=== Records provided ===

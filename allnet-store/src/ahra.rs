//! AHRA — AllNet Human-Readable Address — derivation and verification
//! (spec §3/§4.7), grounded on `original_source/src/lib/keys.c`'s
//! `make_address`/`verify_bc_key`/`parse_ahra`.
//!
//! `make_address` raw-RSA-encrypts (no padding, deliberately, so anyone
//! can redo the same encryption and get the same ciphertext) a mapped
//! form of the phrase, then searches for `bitstring_bits`-wide windows of
//! that ciphertext that exactly match successive `bitstring_bits`-wide
//! segments of `SHA-512(mapped phrase)`, counting from the end of the
//! hash backward. Each matching window's bit offset becomes one `posK` in
//! the AHRA.
//!
//! `keys.c` encodes each position as a word pair drawn from a
//! language-specific wordlist (`aaddr_encode_value`/`aaddr_decode_value`);
//! those wordlist tables are not part of this corpus, so positions are
//! encoded here as plain decimal integers instead. This is a deliberate,
//! documented simplification (see DESIGN.md) — the position-matching
//! property itself, which is what actually binds the AHRA to a key, is
//! unchanged.

use num_bigint::BigUint;
use rsa::traits::PublicKeyParts;
use rsa::{RsaPrivateKey, RsaPublicKey};
use sha2::{Digest, Sha512};

use crate::error::StoreError;

const SHA512_SIZE: usize = 64;
const SHA512_BITS: usize = SHA512_SIZE * 8;

/// A parsed AHRA: `"<phrase>"@<pos>[.<pos>]*[,<lang>][,<bits>]`.
#[derive(Debug, Clone, PartialEq, Eq)]
pub struct Ahra {
    pub phrase: String,
    pub positions: Vec<usize>,
    pub lang: Option<String>,
    pub bitstring_bits: Option<usize>,
}

impl Ahra {
    pub fn parse(text: &str) -> Result<Self, StoreError> {
        let at = text
            .find('@')
            .ok_or_else(|| StoreError::MalformedAhra("missing '@'".into()))?;
        let phrase = text[..at].to_string();
        let rest = &text[at + 1..];

        let mut fields = rest.split(',');
        let positions_str = fields
            .next()
            .ok_or_else(|| StoreError::MalformedAhra("missing positions".into()))?;
        let positions: Result<Vec<usize>, _> = positions_str
            .split('.')
            .map(|p| p.parse::<usize>())
            .collect();
        let positions =
            positions.map_err(|_| StoreError::MalformedAhra("bad position".into()))?;

        let mut lang = None;
        let mut bitstring_bits = None;
        for field in fields {
            if field.chars().next().is_some_and(|c| c.is_ascii_digit()) {
                bitstring_bits = field.parse().ok();
            } else if !field.is_empty() {
                lang = Some(field.to_string());
            }
        }

        Ok(Self {
            phrase,
            positions,
            lang,
            bitstring_bits,
        })
    }

    pub fn format(&self) -> String {
        let positions = self
            .positions
            .iter()
            .map(|p| p.to_string())
            .collect::<Vec<_>>()
            .join(".");
        let mut out = format!("{}@{}", self.phrase, positions);
        if let Some(lang) = &self.lang {
            out.push(',');
            out.push_str(lang);
        }
        if let Some(bits) = self.bitstring_bits {
            out.push(',');
            out.push_str(&bits.to_string());
        }
        out
    }

    /// `delete_lang`: the address without its language tag.
    pub fn without_lang(&self) -> Self {
        Self {
            lang: None,
            ..self.clone()
        }
    }

    /// `delete_bits`: the address without its bitstring-size tag.
    pub fn without_bits(&self) -> Self {
        Self {
            bitstring_bits: None,
            ..self.clone()
        }
    }

    /// `delete_lang_bits`: the bare phrase-and-positions form.
    pub fn canonical(&self) -> Self {
        Self {
            lang: None,
            bitstring_bits: None,
            ..self.clone()
        }
    }
}

fn mapped_phrase(phrase: &str) -> Vec<u8> {
    phrase
        .bytes()
        .filter(|b| b.is_ascii_alphanumeric())
        .map(|b| b.to_ascii_lowercase())
        .collect()
}

fn bit_at(buf: &[u8], pos: usize) -> u8 {
    (buf[pos / 8] >> (7 - (pos % 8))) & 1
}

fn bitstring_matches(a: &[u8], pos_a: usize, b: &[u8], pos_b: usize, width: usize) -> bool {
    (0..width).all(|i| bit_at(a, pos_a + i) == bit_at(b, pos_b + i))
}

/// Raw (unpadded) RSA encryption: `mapped` is right-aligned into an
/// `rsa_size`-byte zero-filled buffer and raised to `e mod n`. Anyone
/// with the same public key and phrase reproduces the identical
/// ciphertext, which is what lets a verifier redo the position search.
fn raw_rsa_encrypt(pubkey: &RsaPublicKey, mapped: &[u8]) -> Vec<u8> {
    let rsa_size = pubkey.size();
    let mut padded = vec![0u8; rsa_size];
    padded[rsa_size - mapped.len()..].copy_from_slice(mapped);

    let m = BigUint::from_bytes_be(&padded);
    let n = pubkey.n();
    let e = pubkey.e();
    let c = m.modpow(e, n);

    let mut out = c.to_bytes_be();
    while out.len() < rsa_size {
        out.insert(0, 0);
    }
    out
}

const MAX_MATCHES: usize = SHA512_BITS;

/// Finds up to `MAX_MATCHES / bitstring_bits` matching windows, stopping
/// at the first hash segment (scanning from the end of the hash) for
/// which no ciphertext window matches. Returns the matched positions in
/// order found.
fn find_match_positions(
    encrypted: &[u8],
    hash: &[u8; SHA512_SIZE],
    bitstring_bits: usize,
) -> Vec<usize> {
    let mut positions = Vec::new();
    let esize_bits = encrypted.len() * 8;

    for i in 0..(MAX_MATCHES / bitstring_bits) {
        let hashpos = SHA512_BITS - (i + 1) * bitstring_bits;
        let mut found = None;
        for j in 0..=esize_bits.saturating_sub(bitstring_bits) {
            if bitstring_matches(encrypted, j, hash, hashpos, bitstring_bits) {
                found = Some(j);
                break;
            }
        }
        match found {
            Some(j) => positions.push(j),
            None => break,
        }
    }
    positions
}

/// One attempt at deriving an AHRA for a freshly generated key pair.
/// Returns `None` if fewer than `min_matches` positions were found, in
/// which case the caller should generate a new key pair and retry
/// (`keys.c`'s `generate_key` loops `generate_one_key` until success).
pub fn make_address(
    pubkey: &RsaPublicKey,
    phrase: &str,
    lang: &str,
    bitstring_bits: usize,
    min_matches: usize,
) -> Option<Ahra> {
    let mapped = mapped_phrase(phrase);
    let mut hasher = Sha512::new();
    hasher.update(&mapped);
    let hash: [u8; SHA512_SIZE] = hasher.finalize().into();

    let encrypted = raw_rsa_encrypt(pubkey, &mapped);
    let positions = find_match_positions(&encrypted, &hash, bitstring_bits);

    if positions.len() < min_matches {
        return None;
    }
    Some(Ahra {
        phrase: phrase.to_string(),
        positions,
        lang: Some(lang.to_string()),
        bitstring_bits: Some(bitstring_bits),
    })
}

/// Generates RSA key pairs of `bits` size until one yields a valid AHRA,
/// per `generate_key`/`generate_one_key`. Terminates with probability 1
/// given enough attempts but has no hard iteration bound, matching the
/// original's `do { } while (result == NULL)` loop.
pub fn generate_key<R: rand::RngCore + rand::CryptoRng>(
    rng: &mut R,
    bits: usize,
    phrase: &str,
    lang: &str,
    bitstring_bits: usize,
    min_matches: usize,
) -> (RsaPrivateKey, Ahra) {
    loop {
        let priv_key = RsaPrivateKey::new(rng, bits).expect("RSA key generation");
        let pub_key = RsaPublicKey::from(&priv_key);
        if let Some(ahra) = make_address(&pub_key, phrase, lang, bitstring_bits, min_matches) {
            return (priv_key, ahra);
        }
    }
}

/// Re-derives the encryption and hash from `ahra`'s phrase against
/// `pubkey` and checks that every recorded position still matches.
/// `verify_bc_key` in the original.
pub fn verify_bc_key(ahra: &Ahra, pubkey: &RsaPublicKey) -> bool {
    let (Some(bitstring_bits), positions) = (ahra.bitstring_bits, &ahra.positions) else {
        return false;
    };
    if positions.is_empty() {
        return false;
    }

    let mapped = mapped_phrase(&ahra.phrase);
    let mut hasher = Sha512::new();
    hasher.update(&mapped);
    let hash: [u8; SHA512_SIZE] = hasher.finalize().into();
    let encrypted = raw_rsa_encrypt(pubkey, &mapped);

    for (i, &pos) in positions.iter().enumerate() {
        let hashpos = SHA512_BITS - (i + 1) * bitstring_bits;
        if pos + bitstring_bits > encrypted.len() * 8 {
            return false;
        }
        if !bitstring_matches(&encrypted, pos, &hash, hashpos, bitstring_bits) {
            return false;
        }
    }
    true
}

===

:: Required action ::
Please return every line from the one that contains "in the original." through the end of the entries, exactly, leaving out all others.

:: Answer to this exercise ::
/// `verify_bc_key` in the original.
pub fn verify_bc_key(ahra: &Ahra, pubkey: &RsaPublicKey) -> bool {
    let (Some(bitstring_bits), positions) = (ahra.bitstring_bits, &ahra.positions) else {
        return false;
    };
    if positions.is_empty() {
        return false;
    }

    let mapped = mapped_phrase(&ahra.phrase);
    let mut hasher = Sha512::new();
    hasher.update(&mapped);
    let hash: [u8; SHA512_SIZE] = hasher.finalize().into();
    let encrypted = raw_rsa_encrypt(pubkey, &mapped);

    for (i, &pos) in positions.iter().enumerate() {
        let hashpos = SHA512_BITS - (i + 1) * bitstring_bits;
        if pos + bitstring_bits > encrypted.len() * 8 {
            return false;
        }
        if !bitstring_matches(&encrypted, pos, &hash, hashpos, bitstring_bits) {
            return false;
        }
    }
    true
}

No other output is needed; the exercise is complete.